▸ **ABOUT THIS EXERCISE**
Which lines in the records below contain the word "else"? Copy each one out.

▸ **INFORMATION**
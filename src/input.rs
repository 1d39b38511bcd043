//! Button input module.
//!
//! Buttons are active-low with internal pull-ups. The GPIO edge interrupt
//! calls [`InputProducer::on_edge`] with the new level and a millisecond
//! timestamp; edges closer than `BUTTON_DEBOUNCE_MS` to the last accepted
//! edge on the same button are contact bounce and are ignored.

use crate::config::{BUTTON_DEBOUNCE_MS, INPUT_OVERFLOW, INPUT_QUEUE_DEPTH, MAX_BUTTONS};
use crate::engine::ScriptEngine;
use crate::module::{EventSource, Module};
use crate::queue::{DropReason, Emit, Producer};
use crate::record::{Event, Field, Payload};

pub const NAME: &str = "input";

/// Button edge after debouncing.
#[derive(Debug, Clone, Copy, PartialEq, Eq)]
#[cfg_attr(feature = "defmt", derive(defmt::Format))]
pub enum InputEvent {
    Pressed { button: u8 },
    Released { button: u8 },
}

impl Event for InputEvent {
    fn name(&self) -> &'static str {
        match self {
            Self::Pressed { .. } => "pressed",
            Self::Released { .. } => "released",
        }
    }

    fn payload(&self) -> Option<Payload<'_>> {
        let (Self::Pressed { button } | Self::Released { button }) = self;
        Some(Payload::new().with("button", Field::Uint((*button).into())))
    }
}

#[derive(Clone, Copy, Default)]
struct ButtonState {
    pressed: bool,
    last_edge_ms: Option<u64>,
}

/// Owned by the GPIO interrupt handler.
pub struct InputProducer {
    producer: Producer<InputEvent, INPUT_QUEUE_DEPTH>,
    buttons: [ButtonState; MAX_BUTTONS],
}

impl InputProducer {
    pub fn new(producer: Producer<InputEvent, INPUT_QUEUE_DEPTH>) -> Self {
        Self {
            producer,
            buttons: [ButtonState::default(); MAX_BUTTONS],
        }
    }

    /// Report a level change on `button`. Debounce state is tracked even
    /// while no callback is registered.
    pub fn on_edge(&mut self, button: u8, pressed: bool, now_ms: u64) -> Emit {
        let Some(state) = self.buttons.get_mut(button as usize) else {
            return Emit::Dropped(DropReason::Ignored);
        };
        if state.pressed == pressed {
            return Emit::Dropped(DropReason::Ignored);
        }
        if let Some(last) = state.last_edge_ms {
            if now_ms.saturating_sub(last) < BUTTON_DEBOUNCE_MS {
                return Emit::Dropped(DropReason::Ignored);
            }
        }
        state.pressed = pressed;
        state.last_edge_ms = Some(now_ms);

        let event = if pressed {
            InputEvent::Pressed { button }
        } else {
            InputEvent::Released { button }
        };
        self.producer.emit(event)
    }

    /// [`on_edge`](Self::on_edge) stamped with the embassy clock.
    #[cfg(feature = "embassy")]
    pub fn on_edge_now(&mut self, button: u8, pressed: bool) -> Emit {
        self.on_edge(button, pressed, embassy_time::Instant::now().as_millis())
    }

    pub fn is_pressed(&self, button: u8) -> bool {
        self.buttons
            .get(button as usize)
            .is_some_and(|state| state.pressed)
    }
}

pub type InputModule<E, S> = Module<E, S, INPUT_QUEUE_DEPTH>;

pub fn module<E, S>(source: S) -> InputModule<E, S>
where
    E: ScriptEngine,
    S: EventSource<INPUT_QUEUE_DEPTH, Event = InputEvent>,
{
    Module::new(NAME, source, INPUT_OVERFLOW)
}
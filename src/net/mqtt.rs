//! MQTT client module: messages on subscribed topics.
//!
//! Queue overflow evicts the oldest message, so a script that falls
//! behind sees the most recent state of its topics.

use crate::config::{MQTT_OVERFLOW, MQTT_QUEUE_DEPTH};
use crate::engine::ScriptEngine;
use crate::module::{EventSource, Module};
use crate::queue::{Emit, Producer};
use crate::record::{Event, Field, OwnedBytes, OwnedText, Payload};

pub const NAME: &str = "mqtt";

#[derive(Debug, Clone, PartialEq, Eq)]
pub struct MqttMessage {
    pub topic: OwnedText,
    pub payload: OwnedBytes,
}

impl Event for MqttMessage {
    fn name(&self) -> &'static str {
        "message"
    }

    fn payload(&self) -> Option<Payload<'_>> {
        Some(
            Payload::new()
                .with("topic", Field::Text(&self.topic))
                .with("payload", Field::text_or_bytes(&self.payload)),
        )
    }
}

#[derive(Clone)]
pub struct MqttProducer {
    producer: Producer<MqttMessage, MQTT_QUEUE_DEPTH>,
}

impl MqttProducer {
    pub fn new(producer: Producer<MqttMessage, MQTT_QUEUE_DEPTH>) -> Self {
        Self { producer }
    }

    pub fn on_message(&self, topic: &str, payload: &[u8]) -> Emit {
        self.producer.emit_with(|| {
            Some(MqttMessage {
                topic: OwnedText::try_copy(topic)?,
                payload: OwnedBytes::try_copy(payload)?,
            })
        })
    }
}

pub type MqttModule<E, S> = Module<E, S, MQTT_QUEUE_DEPTH>;

pub fn module<E, S>(source: S) -> MqttModule<E, S>
where
    E: ScriptEngine,
    S: EventSource<MQTT_QUEUE_DEPTH, Event = MqttMessage>,
{
    Module::new(NAME, source, MQTT_OVERFLOW)
}
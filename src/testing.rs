//! In-crate fakes for unit tests: a recording script engine and a
//! drop-counting callback reference.

use std::cell::Cell;
use std::rc::Rc;

use crate::engine::{ConversionError, PendingWork, ScriptEngine, ScriptError};

#[derive(Debug, Clone, PartialEq)]
pub enum Value {
    Str(String),
    Bytes(Vec<u8>),
    Bool(bool),
    Int(i32),
    Uint(u32),
    Object(Vec<(String, Value)>),
}

impl Value {
    pub fn get(&self, key: &str) -> Option<&Value> {
        match self {
            Value::Object(props) => props.iter().find(|(k, _)| k == key).map(|(_, v)| v),
            _ => None,
        }
    }
}

/// Script function reference that counts its releases.
pub struct Callback {
    pub id: u32,
    releases: Rc<Cell<u32>>,
}

impl Callback {
    pub fn new(id: u32) -> (Self, Rc<Cell<u32>>) {
        let releases = Rc::new(Cell::new(0));
        (
            Self {
                id,
                releases: releases.clone(),
            },
            releases,
        )
    }
}

impl Drop for Callback {
    fn drop(&mut self) {
        self.releases.set(self.releases.get() + 1);
    }
}

#[derive(Debug, Clone, PartialEq)]
pub struct Call {
    pub callback: u32,
    pub event: String,
    pub payload: Option<Value>,
}

#[derive(Default)]
pub struct FakeEngine {
    pub calls: Vec<Call>,
    /// Runs inside every call, as the script body would.
    pub on_call: Option<Box<dyn FnMut()>>,
    /// `run_pending` returns `false` once this reaches zero.
    pub ticks_left: u32,
    /// Runs inside every `run_pending` that returns `true`.
    pub on_pending: Option<Box<dyn FnMut()>>,
    alloc_budget: Option<usize>,
}

impl FakeEngine {
    pub fn new() -> Self {
        Self::default()
    }

    /// Let `n` more allocating constructors succeed, then fail.
    pub fn fail_allocations_after(&mut self, n: usize) {
        self.alloc_budget = Some(n);
    }

    fn alloc(&mut self) -> Result<(), ConversionError> {
        match self.alloc_budget.as_mut() {
            Some(0) => Err(ConversionError::OutOfMemory),
            Some(n) => {
                *n -= 1;
                Ok(())
            }
            None => Ok(()),
        }
    }
}

impl ScriptEngine for FakeEngine {
    type Value = Value;
    type Function = Callback;

    fn string(&mut self, s: &str) -> Result<Value, ConversionError> {
        self.alloc()?;
        Ok(Value::Str(s.into()))
    }

    fn bytes(&mut self, data: &[u8]) -> Result<Value, ConversionError> {
        self.alloc()?;
        Ok(Value::Bytes(data.to_vec()))
    }

    fn boolean(&mut self, value: bool) -> Value {
        Value::Bool(value)
    }

    fn int(&mut self, value: i32) -> Value {
        Value::Int(value)
    }

    fn uint(&mut self, value: u32) -> Value {
        Value::Uint(value)
    }

    fn object(&mut self) -> Result<Value, ConversionError> {
        self.alloc()?;
        Ok(Value::Object(Vec::new()))
    }

    fn set_property(
        &mut self,
        object: &mut Value,
        key: &str,
        value: Value,
    ) -> Result<(), ConversionError> {
        if let Value::Object(props) = object {
            props.push((key.into(), value));
        }
        Ok(())
    }

    fn call(
        &mut self,
        callback: &Callback,
        event: Value,
        payload: Option<Value>,
    ) -> Result<(), ScriptError> {
        if let Some(hook) = self.on_call.as_mut() {
            hook();
        }
        let Value::Str(event) = event else {
            return Err(ScriptError);
        };
        self.calls.push(Call {
            callback: callback.id,
            event,
            payload,
        });
        Ok(())
    }
}

impl PendingWork for FakeEngine {
    fn run_pending(&mut self) -> bool {
        if self.ticks_left == 0 {
            return false;
        }
        self.ticks_left -= 1;
        if let Some(hook) = self.on_pending.as_mut() {
            hook();
        }
        true
    }
}
//! Cooperative loop driver (feature `embassy`).
//!
//! One iteration: let the engine run its pending jobs, then drain every
//! module, then yield to the executor for `period`. This task is the
//! only place the script engine is touched.

use embassy_time::{Duration, Timer};

use crate::engine::{PendingWork, ScriptEngine};
use crate::error::Error;
use crate::registry::ModuleRegistry;

/// Run the loop until the script ends, then tear every module down.
pub async fn run<E>(
    registry: &mut ModuleRegistry<E>,
    engine: &mut E,
    period: Duration,
) -> Result<(), Error>
where
    E: ScriptEngine + PendingWork,
{
    info!("script loop started ({} modules)", registry.len());

    loop {
        if !engine.run_pending() {
            break;
        }

        let report = registry.tick(engine);
        if report.total() > 0 {
            trace!(
                "tick: {} delivered, {} discarded",
                report.delivered,
                report.discarded
            );
        }

        Timer::after(period).await;
    }

    info!("script ended - shutting modules down");
    registry.shutdown()
}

▸ **SOLVED EXERCISE**
        let Some(state) = self.buttons.get_mut(button as usize) else {
        } else {
        let Value::Str(event) = event else {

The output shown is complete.